= 1969 All-Pro Team =

Official list of the best professional football players in 1969

This is a list of players named as All-Pros based on their performance in the 1969 AFL and NFL season. These lists provide a perspective into how players were judged against their peers by critics of their time. Players representing both the National Football League (NFL) and American Football League (AFL) are included.

==Selectors==
Teams were selected by several publications and wire services: the Associated Press (AP), the Pro Football Hall of Fame (HoF), the Newspaper Enterprise Association (NEA), the New York Daily News (NYDN), Pro Football Weekly (PFW), the Pro Football Writers of America (PFWA), the Sporting News (SN) and the United Press International (UPI).

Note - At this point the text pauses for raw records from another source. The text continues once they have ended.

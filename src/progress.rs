//! Progress-callback trait for pipeline stage and per-sentence events.
//!
//! Inject an [`Arc<dyn DeckProgressCallback>`] via
//! [`crate::config::DeckConfigBuilder::progress_callback`] to receive events
//! as the run advances. The binary renders them as a terminal progress bar;
//! library users can forward them anywhere.
//!
//! # Example
//!
//! ```rust
//! use topic2slides::{DeckConfig, DeckProgressCallback};
//! use std::sync::{Arc, atomic::{AtomicUsize, Ordering}};
//!
//! struct CountingCallback {
//!     enriched: AtomicUsize,
//! }
//!
//! impl DeckProgressCallback for CountingCallback {
//!     fn on_sentence_enriched(&self, index: usize, total: usize, image_count: usize) {
//!         let done = self.enriched.fetch_add(1, Ordering::SeqCst) + 1;
//!         eprintln!("sentence {}/{} ({} images, {} done)", index + 1, total, image_count, done);
//!     }
//! }
//!
//! let config = DeckConfig::builder()
//!     .progress_callback(Arc::new(CountingCallback { enriched: AtomicUsize::new(0) }))
//!     .build()
//!     .unwrap();
//! ```

use std::fmt;
use std::sync::Arc;

/// Pipeline stages, in execution order.
#[derive(Debug, Clone, Copy, PartialEq, Eq, Hash)]
pub enum Stage {
    Fetch,
    Normalize,
    Split,
    Enrich,
    Build,
    Submit,
}

impl fmt::Display for Stage {
    fn fmt(&self, f: &mut fmt::Formatter<'_>) -> fmt::Result {
        let name = match self {
            Stage::Fetch => "Fetching article",
            Stage::Normalize => "Normalizing text",
            Stage::Split => "Splitting sentences",
            Stage::Enrich => "Finding keywords and images",
            Stage::Build => "Building slides",
            Stage::Submit => "Publishing presentation",
        };
        f.write_str(name)
    }
}

/// Called by the pipeline as it runs.
///
/// Implementations must be `Send + Sync`: with `concurrency > 1`,
/// `on_sentence_enriched` may fire from several tasks and out of index
/// order. All methods default to no-ops.
pub trait DeckProgressCallback: Send + Sync {
    /// A stage is about to start.
    fn on_stage_start(&self, stage: Stage) {
        let _ = stage;
    }

    /// One sentence received its keywords and images.
    ///
    /// `index` is 0-based; `total` is the number of sentences being enriched.
    fn on_sentence_enriched(&self, index: usize, total: usize, image_count: usize) {
        let _ = (index, total, image_count);
    }

    /// A stage finished successfully.
    fn on_stage_complete(&self, stage: Stage, elapsed_ms: u64) {
        let _ = (stage, elapsed_ms);
    }

    /// The presentation was published (or recorded, in dry-run mode).
    fn on_run_complete(&self, slide_count: usize) {
        let _ = slide_count;
    }
}

/// A no-op implementation; the default when no callback is configured.
pub struct NoopProgressCallback;

impl DeckProgressCallback for NoopProgressCallback {}

/// Convenience alias matching the type stored in [`crate::config::DeckConfig`].
pub type ProgressCallback = Arc<dyn DeckProgressCallback>;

The Hall of Fame and PFWA each selected a true "All-Pro" team which included players from both the NFL and AFL. The AP, Daily News and UPI all selected one team for each league, which are referred to as "All-NFL" and "All-AFL" teams. The NEA and Pro Football Weekly each named both a unified All-Pro team as well as All-NFL and All-AFL teams representing each of the leagues individually. The Sporting News named a single All-AFL team and All-Conference teams representing each of the two NFL conferences.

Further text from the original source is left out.